▸ **What to do**
Your task is to work out how many lines in the data that follows hold "layer" and to state that number alone.

━━━━━ Records shown ━━━━━

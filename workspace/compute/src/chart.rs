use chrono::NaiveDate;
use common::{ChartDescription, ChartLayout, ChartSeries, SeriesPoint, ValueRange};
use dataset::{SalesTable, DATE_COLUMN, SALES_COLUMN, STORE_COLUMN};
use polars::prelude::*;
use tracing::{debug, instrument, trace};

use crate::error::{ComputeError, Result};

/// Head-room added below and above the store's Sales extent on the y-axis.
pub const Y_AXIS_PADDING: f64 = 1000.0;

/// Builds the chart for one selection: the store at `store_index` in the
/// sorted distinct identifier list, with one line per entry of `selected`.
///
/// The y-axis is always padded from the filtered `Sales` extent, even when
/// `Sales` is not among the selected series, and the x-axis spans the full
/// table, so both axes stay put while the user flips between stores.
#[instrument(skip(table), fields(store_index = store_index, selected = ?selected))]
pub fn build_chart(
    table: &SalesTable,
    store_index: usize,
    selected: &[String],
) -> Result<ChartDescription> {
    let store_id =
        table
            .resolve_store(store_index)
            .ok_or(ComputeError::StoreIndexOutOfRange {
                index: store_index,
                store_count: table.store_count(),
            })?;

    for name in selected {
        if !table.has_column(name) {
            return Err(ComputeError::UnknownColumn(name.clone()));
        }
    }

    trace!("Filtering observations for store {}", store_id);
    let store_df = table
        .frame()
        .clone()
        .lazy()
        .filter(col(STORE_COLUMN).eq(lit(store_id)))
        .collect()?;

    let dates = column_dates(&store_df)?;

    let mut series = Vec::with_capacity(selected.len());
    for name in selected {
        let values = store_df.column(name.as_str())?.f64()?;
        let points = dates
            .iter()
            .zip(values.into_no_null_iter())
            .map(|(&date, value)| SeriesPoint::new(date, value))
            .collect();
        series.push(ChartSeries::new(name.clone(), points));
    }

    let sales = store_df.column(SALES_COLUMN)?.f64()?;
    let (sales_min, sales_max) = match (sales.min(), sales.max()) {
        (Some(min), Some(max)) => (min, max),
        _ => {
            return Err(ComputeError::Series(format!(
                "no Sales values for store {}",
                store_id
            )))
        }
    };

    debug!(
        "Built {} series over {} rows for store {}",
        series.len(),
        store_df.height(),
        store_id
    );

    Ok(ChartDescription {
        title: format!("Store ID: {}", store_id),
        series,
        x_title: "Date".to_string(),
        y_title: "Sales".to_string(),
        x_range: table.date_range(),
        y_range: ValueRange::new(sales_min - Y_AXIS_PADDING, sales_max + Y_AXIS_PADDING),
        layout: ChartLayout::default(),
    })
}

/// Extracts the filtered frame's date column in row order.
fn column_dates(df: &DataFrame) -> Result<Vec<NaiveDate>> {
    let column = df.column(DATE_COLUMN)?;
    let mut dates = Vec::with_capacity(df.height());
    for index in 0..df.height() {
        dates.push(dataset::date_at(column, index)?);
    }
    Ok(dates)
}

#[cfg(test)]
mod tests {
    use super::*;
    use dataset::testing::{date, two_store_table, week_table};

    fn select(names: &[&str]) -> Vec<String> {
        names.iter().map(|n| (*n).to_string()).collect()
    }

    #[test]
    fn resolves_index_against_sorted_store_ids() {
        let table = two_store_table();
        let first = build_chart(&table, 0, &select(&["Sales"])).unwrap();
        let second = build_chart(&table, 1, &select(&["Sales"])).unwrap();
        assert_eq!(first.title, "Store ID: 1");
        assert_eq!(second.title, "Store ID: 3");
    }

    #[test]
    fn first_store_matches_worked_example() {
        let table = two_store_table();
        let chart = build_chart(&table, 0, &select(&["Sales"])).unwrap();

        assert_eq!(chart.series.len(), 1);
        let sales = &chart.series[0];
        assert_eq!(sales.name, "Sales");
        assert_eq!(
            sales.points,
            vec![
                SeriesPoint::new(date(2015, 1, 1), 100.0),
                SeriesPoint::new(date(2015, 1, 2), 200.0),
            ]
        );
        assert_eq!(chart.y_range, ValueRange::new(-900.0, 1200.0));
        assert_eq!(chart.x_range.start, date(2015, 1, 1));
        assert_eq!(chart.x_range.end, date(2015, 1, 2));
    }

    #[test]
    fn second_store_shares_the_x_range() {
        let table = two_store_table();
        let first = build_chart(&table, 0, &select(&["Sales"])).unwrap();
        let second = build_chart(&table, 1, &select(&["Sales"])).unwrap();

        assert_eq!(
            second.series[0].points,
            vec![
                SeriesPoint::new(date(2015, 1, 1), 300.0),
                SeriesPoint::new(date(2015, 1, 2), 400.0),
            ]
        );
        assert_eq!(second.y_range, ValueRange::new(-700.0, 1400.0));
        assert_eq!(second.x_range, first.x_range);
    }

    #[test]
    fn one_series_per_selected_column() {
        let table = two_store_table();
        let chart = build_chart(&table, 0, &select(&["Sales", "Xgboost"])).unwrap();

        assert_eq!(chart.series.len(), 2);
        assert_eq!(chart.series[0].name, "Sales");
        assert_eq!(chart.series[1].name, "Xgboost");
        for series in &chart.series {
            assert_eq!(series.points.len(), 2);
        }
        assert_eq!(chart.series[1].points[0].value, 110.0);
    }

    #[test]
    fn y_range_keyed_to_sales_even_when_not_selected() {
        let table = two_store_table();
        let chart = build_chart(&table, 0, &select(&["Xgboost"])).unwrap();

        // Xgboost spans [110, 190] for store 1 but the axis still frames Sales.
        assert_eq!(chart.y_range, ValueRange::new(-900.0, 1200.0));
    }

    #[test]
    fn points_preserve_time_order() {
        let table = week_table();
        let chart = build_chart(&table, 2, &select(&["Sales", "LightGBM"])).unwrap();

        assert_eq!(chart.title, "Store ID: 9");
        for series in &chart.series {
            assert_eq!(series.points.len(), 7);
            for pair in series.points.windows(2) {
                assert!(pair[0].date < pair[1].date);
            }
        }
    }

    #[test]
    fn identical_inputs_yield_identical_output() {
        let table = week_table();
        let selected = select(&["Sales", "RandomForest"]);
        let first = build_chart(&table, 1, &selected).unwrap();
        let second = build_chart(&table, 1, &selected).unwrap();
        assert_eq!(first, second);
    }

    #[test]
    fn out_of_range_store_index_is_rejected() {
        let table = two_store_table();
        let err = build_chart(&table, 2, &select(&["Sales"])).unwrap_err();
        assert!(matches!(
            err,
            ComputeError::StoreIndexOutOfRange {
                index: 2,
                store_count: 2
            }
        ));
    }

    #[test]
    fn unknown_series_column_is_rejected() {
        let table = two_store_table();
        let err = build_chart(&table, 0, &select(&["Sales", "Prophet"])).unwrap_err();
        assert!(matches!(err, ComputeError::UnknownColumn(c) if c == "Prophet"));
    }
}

━━━━━
━━━━━ Records shown ━━━━━

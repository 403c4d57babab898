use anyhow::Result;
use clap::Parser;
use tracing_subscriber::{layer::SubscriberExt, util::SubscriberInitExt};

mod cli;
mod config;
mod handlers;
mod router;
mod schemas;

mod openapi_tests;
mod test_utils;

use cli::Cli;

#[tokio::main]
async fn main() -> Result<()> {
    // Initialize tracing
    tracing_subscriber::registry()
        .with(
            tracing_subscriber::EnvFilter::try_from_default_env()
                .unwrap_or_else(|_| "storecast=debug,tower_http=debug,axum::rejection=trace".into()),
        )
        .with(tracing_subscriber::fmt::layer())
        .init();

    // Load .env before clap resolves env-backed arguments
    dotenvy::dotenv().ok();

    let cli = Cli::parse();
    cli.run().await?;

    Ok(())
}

━━━━━

▸ **Exercise output**
2